The project has developed scenarios so South Island communities can plan how they might respond to impacts such as road closures, power losses, dislocation, fatalities and injuries.
Based on the first seven days of emergency response, AF8's planning covered such things as how to shelter tens of thousands of stranded people – and how to provide immediate medical care.
Meanwhile, a six-metre long orange underwater robot is flying through the Kaikoura Canyon for the next month collecting information on how the canyon has changed since the 2016 earthquake.
The technology-laden AUV – or autonomous underwater vehicle – is being deployed from Niwa research vessel Tangaroa with the information collected expected to shed light on what happens to marine areas like this.
Voyage leader and Niwa marine geologist Dr Joshu Mountjoy said this was the first time this technology has been used to survey submarine canyons in New Zealand waters and information collected will lead to new understanding relevant to many of the world's continental margins.
"Submarine canyons are the bridge between the land and the deep ocean, connecting sedimentary systems, capturing carbon and supporting rich ecosystems," he said.
"We have little knowledge of what happens to these marine hotspots after massive disturbances like the Kaikōura Earthquake and so we need to make the most of this opportunity."
The AUV was programmed from the ship and then carries out its surveys while the team on board can resume other scientific work.
The focus so far has been on the middle to lower canyon, about 20km off the Kaikōura coast.
It was flying at 50m above the seafloor, sending back data in higher resolution than has ever previously been possible.
"Our earlier surveys were conducted from the ship which is 2000m away from the seafloor," he said.
"We have never collected AUV data or deployed sediment traps in our canyons, so this is a first. But we hope the start of a new era of high-resolution canyon observations."
Two Niwa surveys since the earthquake discovered large areas of the Kaikoura Canyon drastically changed.
An enormous amount of mud and sediment – estimated to be about 850 million metric tonnes – was shaken off the canyon rim and then flowed down into the canyon channel causing a powerful "flushing" of sediment out to the deep ocean.
"We are mostly interested in understanding the physical process that has removed such a huge amount of sediment and rock from the canyon," Mountjoy said.

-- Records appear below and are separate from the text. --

//! Queue - スレッド安全な action の FIFO
//!
//! 任意のスレッドから push し、1 つの消費スレッドで drain します。
//!
//! # 学習ポイント
//! - [`Queue`] は保留中の action と drain ロジックを持つ
//! - [`SyncQueue`] はイベントループに結び付き、push のたびにループを起こす
//! - 何を起こすかは [`Notifier`] で差し替える（継承ではなく capability）

mod stats;
mod store;
mod sync;

pub use stats::QueueStats;
pub use sync::{ActionSyncQueue, SyncQueue};

use std::sync::Arc;
use std::sync::atomic::{AtomicBool, Ordering};
use std::time::Duration;

use crate::domain::{Action, Runnable};
use crate::error::QueueError;
use crate::impls::Polled;
use crate::ports::Notifier;

use self::store::Store;

/// ポーリング専用の Action キュー
pub type ActionQueue = Queue<Action, Polled>;

/// 保留中の action と、消費側に drain を促す Notifier
///
/// # 設計意図
/// - [`push`](Self::push) はどのスレッドからでも呼べる
/// - [`run_sync`](Self::run_sync) は 1 つの消費スレッドが呼ぶ（action はそこで実行）
/// - [`close`](Self::close) 後も push は積まれるが、誰も起こさない
///
/// action を残したまま drop すると、コールバックは実行せずに破棄します。
pub struct Queue<A: Runnable = Action, N: Notifier = Polled> {
    store: Arc<Store<A>>,
    notifier: N,
    closed: AtomicBool,
}

impl<A: Runnable> Queue<A, Polled> {
    /// 起こす仕組みのないキュー（`run_sync` は外から呼ぶ）
    pub fn new() -> Self {
        Self::with_notifier(Polled)
    }
}

impl<A: Runnable> Default for Queue<A, Polled> {
    fn default() -> Self {
        Self::new()
    }
}

impl<A: Runnable, N: Notifier> Queue<A, N> {
    pub fn with_notifier(notifier: N) -> Self {
        Self::from_parts(Arc::new(Store::new()), notifier)
    }

    pub(crate) fn from_parts(store: Arc<Store<A>>, notifier: N) -> Self {
        Self {
            store,
            notifier,
            closed: AtomicBool::new(false),
        }
    }

    /// 末尾に積み、ロックを外してから消費側に通知
    pub fn push(&self, action: A) {
        let pending = self.store.push(action);
        tracing::trace!(pending, "action pushed");
        self.post();
    }

    /// 先頭を取り出す。所有権は呼び出し側へ移る
    pub fn pop(&self) -> Option<A> {
        self.store.pop()
    }

    /// 呼び出したスレッドで、古い順に全て実行する
    ///
    /// 空を観測するまで続けるので、drain 中に push された分も実行されます。
    /// 戻り値は実行した件数。action が panic した場合はそのまま呼び出し側へ伝わり、
    /// 後ろの action はキューに残ります。
    pub fn run_sync(&self) -> usize {
        self.store.run_sync()
    }

    /// 消費側を起こすのをやめる（冪等）
    pub fn close(&self) {
        if !self.closed.swap(true, Ordering::AcqRel) {
            tracing::debug!(pending = self.store.len(), "queue closed");
        }
        self.notifier.close();
    }

    /// 消費側に通知。close 後は何もしない
    pub fn post(&self) {
        if self.closed.load(Ordering::Acquire) {
            return;
        }
        self.notifier.fire();
    }

    /// キューが空になるのを観測するまでブロック
    ///
    /// `None` は無期限。drain するスレッド自身から呼ぶと自分を待ち続けるので禁止。
    pub fn wait_for_sync(&self, timeout: Option<Duration>) -> Result<(), QueueError> {
        self.store.wait_for_sync(timeout)
    }

    pub fn len(&self) -> usize {
        self.store.len()
    }

    pub fn is_empty(&self) -> bool {
        self.len() == 0
    }

    pub fn is_closed(&self) -> bool {
        self.closed.load(Ordering::Acquire)
    }

    pub fn notifier(&self) -> &N {
        &self.notifier
    }

    pub fn stats(&self) -> QueueStats {
        QueueStats {
            pending: self.store.len(),
            pushed: self.store.pushed(),
            executed: self.store.executed(),
            closed: self.is_closed(),
        }
    }
}

impl<A: Runnable, N: Notifier> Drop for Queue<A, N> {
    fn drop(&mut self) {
        // Close first so a wake callback cannot start draining mid-drop.
        self.notifier.close();
        let discarded = self.store.take_pending();
        if !discarded.is_empty() {
            tracing::warn!(
                discarded = discarded.len(),
                "queue dropped with pending actions; they will not run"
            );
        }
    }
}
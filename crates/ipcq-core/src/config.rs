//! LoopConfig - イベントループの設定

use serde::{Deserialize, Serialize};

/// ThreadLoop / TokioLoop 共通の設定
///
/// コードでは [`LoopConfig::named`]、設定ファイルからは serde で読み込む。
#[derive(Debug, Clone, PartialEq, Eq, Serialize, Deserialize)]
#[serde(default)]
pub struct LoopConfig {
    /// ループの OS スレッド名
    pub thread_name: String,
}

impl LoopConfig {
    pub fn named(thread_name: impl Into<String>) -> Self {
        Self {
            thread_name: thread_name.into(),
        }
    }
}

impl Default for LoopConfig {
    fn default() -> Self {
        Self::named("ipcq-loop")
    }
}

#[cfg(test)]
mod tests {
    use super::*;

    #[test]
    fn default_has_thread_name() {
        assert_eq!(LoopConfig::default().thread_name, "ipcq-loop");
    }

    #[test]
    fn missing_fields_fall_back_to_default() {
        let config: LoopConfig = serde_json::from_str("{}").unwrap();
        assert_eq!(config, LoopConfig::default());

        let config: LoopConfig = serde_json::from_str(r#"{"thread_name":"ui"}"#).unwrap();
        assert_eq!(config.thread_name, "ui");
    }
}
//! RunConfig - `ipcq run` の設定
//!
//! JSON ファイル（任意）を読み、コマンドラインで指定された値だけ上書きします。

use std::path::Path;
use std::time::Duration;

use anyhow::{Context, Result, ensure};
use clap::ValueEnum;
use ipcq_core::LoopConfig;
use serde::{Deserialize, Serialize};

/// Which bundled event loop drains the queue.
#[derive(Debug, Clone, Copy, PartialEq, Eq, Default, ValueEnum, Serialize, Deserialize)]
#[serde(rename_all = "lowercase")]
pub enum Backend {
    #[default]
    Thread,
    Tokio,
}

#[derive(Debug, Clone, PartialEq, Serialize, Deserialize)]
#[serde(default)]
pub struct RunConfig {
    pub backend: Backend,
    pub producers: usize,
    /// Actions pushed by each producer.
    pub actions: usize,
    /// Upper bound of the random pause between two pushes.
    pub jitter_us: u64,
    pub timeout_ms: u64,
    pub event_loop: LoopConfig,
}

impl Default for RunConfig {
    fn default() -> Self {
        Self {
            backend: Backend::Thread,
            producers: 4,
            actions: 1_000,
            jitter_us: 0,
            timeout_ms: 10_000,
            event_loop: LoopConfig::default(),
        }
    }
}

/// Values given on the command line; `None` keeps the file/default value.
#[derive(Debug, Default, Clone)]
pub struct Overrides {
    pub backend: Option<Backend>,
    pub producers: Option<usize>,
    pub actions: Option<usize>,
    pub jitter_us: Option<u64>,
    pub timeout_ms: Option<u64>,
}

impl RunConfig {
    pub fn load(path: &Path) -> Result<Self> {
        let raw = std::fs::read_to_string(path)
            .with_context(|| format!("read config {}", path.display()))?;
        serde_json::from_str(&raw).with_context(|| format!("parse config {}", path.display()))
    }

    pub fn apply(mut self, overrides: Overrides) -> Self {
        if let Some(backend) = overrides.backend {
            self.backend = backend;
        }
        if let Some(producers) = overrides.producers {
            self.producers = producers;
        }
        if let Some(actions) = overrides.actions {
            self.actions = actions;
        }
        if let Some(jitter_us) = overrides.jitter_us {
            self.jitter_us = jitter_us;
        }
        if let Some(timeout_ms) = overrides.timeout_ms {
            self.timeout_ms = timeout_ms;
        }
        self
    }

    pub fn validate(&self) -> Result<()> {
        ensure!(self.producers > 0, "producers must be at least 1");
        ensure!(self.timeout_ms > 0, "timeout_ms must be positive");
        ensure!(
            self.producers.checked_mul(self.actions).is_some(),
            "producers * actions overflows ({} * {})",
            self.producers,
            self.actions
        );
        Ok(())
    }

    /// Call after [`validate`](Self::validate), which rules out overflow.
    pub fn total_actions(&self) -> usize {
        self.producers * self.actions
    }

    pub fn timeout(&self) -> Duration {
        Duration::from_millis(self.timeout_ms)
    }
}
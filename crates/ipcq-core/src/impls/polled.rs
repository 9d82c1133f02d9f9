use crate::ports::Notifier;

/// 誰も起こさない Notifier
///
/// これを使うキューはポーリング専用で、`run_sync` は外側（タイマーやループの合間）から呼ぶ。
#[derive(Debug, Default, Clone, Copy)]
pub struct Polled;

impl Notifier for Polled {
    fn fire(&self) {}

    fn close(&self) {}
}
//! Domain - Action レコードと ID

pub mod action;
pub mod ids;

pub use self::action::{Action, Argument, Callback, Runnable};
pub use self::ids::{ActionId, SourceId};
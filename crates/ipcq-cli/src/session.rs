//! `ipcq run` の 1 セッション
//!
//! producer が push し、ループが drain し、最後に全件が 1 回ずつループスレッドで実行されたか確かめます。

use std::sync::atomic::{AtomicU32, AtomicUsize, Ordering};
use std::sync::Arc;
use std::thread::{self, ThreadId};
use std::time::{Duration, Instant};

use anyhow::{Context, Result};
use ipcq_core::queue::QueueStats;
use ipcq_core::{Action, ActionSyncQueue, EventLoop, QueueError, ThreadLoop, TokioLoop};
use rand::Rng;
use serde::Serialize;

use crate::config::{Backend, RunConfig};

#[derive(Debug, Serialize)]
pub struct RunReport {
    pub backend: Backend,
    pub producers: usize,
    pub actions_per_producer: usize,
    pub expected: usize,
    pub stats: QueueStats,
    /// Actions that never ran.
    pub lost: usize,
    /// Actions that ran more than once.
    pub duplicated: usize,
    /// Actions that ran somewhere other than the loop thread.
    pub off_loop_thread: usize,
    pub timed_out: bool,
    pub elapsed_ms: u128,
}

impl RunReport {
    pub fn ok(&self) -> bool {
        !self.timed_out && self.lost == 0 && self.duplicated == 0 && self.off_loop_thread == 0
    }
}

/// Per-action run counts, handed to every action as its argument.
struct Tally {
    hits: Vec<AtomicU32>,
    off_loop: AtomicUsize,
    loop_thread: ThreadId,
}

impl Tally {
    fn new(total: usize, loop_thread: ThreadId) -> Self {
        Self {
            hits: (0..total).map(|_| AtomicU32::new(0)).collect(),
            off_loop: AtomicUsize::new(0),
            loop_thread,
        }
    }

    fn record(&self, index: usize) {
        if thread::current().id() != self.loop_thread {
            self.off_loop.fetch_add(1, Ordering::Relaxed);
        }
        self.hits[index].fetch_add(1, Ordering::Relaxed);
    }

    fn lost(&self) -> usize {
        self.hits
            .iter()
            .filter(|h| h.load(Ordering::Relaxed) == 0)
            .count()
    }

    fn duplicated(&self) -> usize {
        self.hits
            .iter()
            .filter(|h| h.load(Ordering::Relaxed) > 1)
            .count()
    }
}

pub fn run(config: &RunConfig) -> Result<RunReport> {
    match config.backend {
        Backend::Thread => {
            let event_loop =
                ThreadLoop::spawn(config.event_loop.clone()).context("spawn thread loop")?;
            let report = drive(&event_loop, event_loop.thread_id(), config)?;
            event_loop.shutdown().context("stop thread loop")?;
            Ok(report)
        }
        Backend::Tokio => {
            let event_loop =
                TokioLoop::spawn(config.event_loop.clone()).context("spawn tokio loop")?;
            let report = drive(&event_loop, event_loop.thread_id(), config)?;
            event_loop.shutdown().context("stop tokio loop")?;
            Ok(report)
        }
    }
}

fn drive<L: EventLoop>(event_loop: &L, loop_thread: ThreadId, config: &RunConfig) -> Result<RunReport> {
    let queue = ActionSyncQueue::new(event_loop).context("bind queue to event loop")?;
    let tally = Arc::new(Tally::new(config.total_actions(), loop_thread));
    tracing::info!(
        backend = ?config.backend,
        producers = config.producers,
        actions = config.actions,
        "session started"
    );

    let started = Instant::now();
    thread::scope(|s| {
        for producer in 0..config.producers {
            let queue = &queue;
            let tally = &tally;
            s.spawn(move || produce(queue, tally, producer, config));
        }
    });

    let timed_out = match queue.wait_for_sync(Some(config.timeout())) {
        Ok(()) => false,
        Err(QueueError::WaitTimedOut(after)) => {
            tracing::warn!(?after, pending = queue.len(), "queue did not drain in time");
            true
        }
    };
    let elapsed = started.elapsed();
    // close waits out a drain still running on the loop thread
    queue.close();

    let report = RunReport {
        backend: config.backend,
        producers: config.producers,
        actions_per_producer: config.actions,
        expected: config.total_actions(),
        stats: queue.stats(),
        lost: tally.lost(),
        duplicated: tally.duplicated(),
        off_loop_thread: tally.off_loop.load(Ordering::Relaxed),
        timed_out,
        elapsed_ms: elapsed.as_millis(),
    };
    tracing::info!(ok = report.ok(), elapsed_ms = report.elapsed_ms, "session finished");
    Ok(report)
}

fn produce<S: ipcq_core::WakeSource>(
    queue: &ActionSyncQueue<S>,
    tally: &Arc<Tally>,
    producer: usize,
    config: &RunConfig,
) {
    let mut rng = rand::thread_rng();
    for seq in 0..config.actions {
        let index = producer * config.actions + seq;
        let argument: Arc<Tally> = Arc::clone(tally);
        queue.push(
            Action::new(move |action| {
                if let Some(tally) = action.argument_as::<Tally>() {
                    tally.record(index);
                }
            })
            .with_argument(argument)
            .with_payload(format!("p{producer}-{seq}")),
        );
        if config.jitter_us > 0 {
            thread::sleep(Duration::from_micros(rng.gen_range(0..=config.jitter_us)));
        }
    }
    tracing::debug!(producer, "producer done");
}
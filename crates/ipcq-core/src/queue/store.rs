//! Store - キューと wake コールバックが共有する保留中 action の置き場

use std::collections::VecDeque;
use std::sync::atomic::{AtomicU64, Ordering};
use std::sync::{Condvar, Mutex, MutexGuard, PoisonError};
use std::time::Duration;

use crate::domain::Runnable;
use crate::error::QueueError;

/// 1 つの Mutex で守られた FIFO
///
/// ロックを持つのは O(1) の追加と取り出しの間だけで、action は常にロックの外で実行。
/// pop が空を観測するたびに `drained` を通知します。
pub(crate) struct Store<A> {
    pending: Mutex<VecDeque<A>>,
    drained: Condvar,
    pushed: AtomicU64,
    executed: AtomicU64,
}

impl<A: Runnable> Store<A> {
    pub(crate) fn new() -> Self {
        Self {
            pending: Mutex::new(VecDeque::new()),
            drained: Condvar::new(),
            pushed: AtomicU64::new(0),
            executed: AtomicU64::new(0),
        }
    }

    /// 末尾に追加し、追加後の件数を返す
    pub(crate) fn push(&self, action: A) -> usize {
        let mut pending = self.lock();
        pending.push_back(action);
        self.pushed.fetch_add(1, Ordering::Relaxed);
        pending.len()
    }

    pub(crate) fn pop(&self) -> Option<A> {
        let mut pending = self.lock();
        let next = pending.pop_front();
        if pending.is_empty() {
            self.drained.notify_all();
        }
        next
    }

    /// pop が空を返すまで取り出して実行
    ///
    /// drain 中の push（実行中の action 自身からの push も含む）も同じ呼び出しで拾う。
    pub(crate) fn run_sync(&self) -> usize {
        let mut ran = 0;
        while let Some(action) = self.pop() {
            action.run();
            self.executed.fetch_add(1, Ordering::Relaxed);
            ran += 1;
        }
        if ran > 0 {
            tracing::trace!(ran, "drained actions");
        }
        ran
    }

    pub(crate) fn wait_for_sync(&self, timeout: Option<Duration>) -> Result<(), QueueError> {
        let pending = self.lock();
        match timeout {
            None => {
                let _pending = self
                    .drained
                    .wait_while(pending, |p| !p.is_empty())
                    .unwrap_or_else(PoisonError::into_inner);
                Ok(())
            }
            Some(limit) => {
                let (pending, result) = self
                    .drained
                    .wait_timeout_while(pending, limit, |p| !p.is_empty())
                    .unwrap_or_else(PoisonError::into_inner);
                if result.timed_out() && !pending.is_empty() {
                    return Err(QueueError::WaitTimedOut(limit));
                }
                Ok(())
            }
        }
    }

    pub(crate) fn len(&self) -> usize {
        self.lock().len()
    }

    pub(crate) fn pushed(&self) -> u64 {
        self.pushed.load(Ordering::Relaxed)
    }

    pub(crate) fn executed(&self) -> u64 {
        self.executed.load(Ordering::Relaxed)
    }

    /// 実行せずに全て取り除く
    pub(crate) fn take_pending(&self) -> VecDeque<A> {
        let taken = std::mem::take(&mut *self.lock());
        self.drained.notify_all();
        taken
    }

    fn lock(&self) -> MutexGuard<'_, VecDeque<A>> {
        self.pending.lock().unwrap_or_else(PoisonError::into_inner)
    }
}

"This is a rare opportunity because we know from our previous work that there has a been a very large change recently and this is unusual in the deep ocean."
This flushing immediately turned the canyon from a biodiversity hotspot full of dense populations of large invertebrates and abundant fish species into a barren, almost uninhabited landscape.
But a Niwa survey 10 months after the earthquake found signs of early recovery.